▶ **Exercise goal**: Each line in the entries below that holds the string "score" must be copied.

-- Data excerpts follows --

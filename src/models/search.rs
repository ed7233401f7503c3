//! Search-related models for queries and results.

use serde::{Deserialize, Serialize};

/// Output format for CLI results.
#[derive(Debug, Clone, Copy, Default, PartialEq, Eq, Serialize, Deserialize)]
#[serde(rename_all = "lowercase")]
pub enum OutputFormat {
    /// Human-readable text format
    #[default]
    Text,
    /// Machine-parseable JSON format
    Json,
    /// Documentation-friendly Markdown format
    Markdown,
}

impl std::str::FromStr for OutputFormat {
    type Err = String;

    fn from_str(s: &str) -> Result<Self, Self::Err> {
        match s.to_lowercase().as_str() {
            "text" => Ok(OutputFormat::Text),
            "json" => Ok(OutputFormat::Json),
            "markdown" | "md" => Ok(OutputFormat::Markdown),
            _ => Err(format!("unknown output format: {}", s)),
        }
    }
}

impl std::fmt::Display for OutputFormat {
    fn fmt(&self, f: &mut std::fmt::Formatter<'_>) -> std::fmt::Result {
        match self {
            OutputFormat::Text => write!(f, "text"),
            OutputFormat::Json => write!(f, "json"),
            OutputFormat::Markdown => write!(f, "markdown"),
        }
    }
}

/// A single similarity search hit.
#[derive(Debug, Clone, Serialize, Deserialize)]
pub struct SearchHit {
    /// Id of the matching record
    pub id: String,

    /// Chunk text
    pub text: String,

    /// Grouping key of the source document
    pub reference_id: String,

    /// Cosine similarity in [-1.0, 1.0]
    pub score: f32,
}

/// Ranked collection of search hits.
#[derive(Debug, Clone, Serialize, Deserialize)]
pub struct SearchResults {
    /// Query that was executed
    pub query: String,

    /// Hits above the cutoff, descending by score
    pub results: Vec<SearchHit>,

    /// Query execution time in milliseconds
    pub duration_ms: u64,
}

impl SearchResults {
    pub fn new(query: String, results: Vec<SearchHit>, duration_ms: u64) -> Self {
        Self {
            query,
            results,
            duration_ms,
        }
    }

    pub fn is_empty(&self) -> bool {
        self.results.is_empty()
    }

    pub fn len(&self) -> usize {
        self.results.len()
    }
}

#[cfg(test)]
mod tests {
    use super::*;

    #[test]
    fn test_output_format_parse() {
        assert_eq!("text".parse::<OutputFormat>().unwrap(), OutputFormat::Text);
        assert_eq!("json".parse::<OutputFormat>().unwrap(), OutputFormat::Json);
        assert_eq!(
            "md".parse::<OutputFormat>().unwrap(),
            OutputFormat::Markdown
        );
        assert!("yaml".parse::<OutputFormat>().is_err());
    }

    #[test]
    fn test_search_results() {
        let results = SearchResults::new("test".to_string(), vec![], 50);
        assert!(results.is_empty());
        assert_eq!(results.len(), 0);
        assert_eq!(results.duration_ms, 50);
    }
}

-- Data excerpts concluded --

▶ **Response for this exercise**:
    pub score: f32,
    /// Hits above the cutoff, descending by score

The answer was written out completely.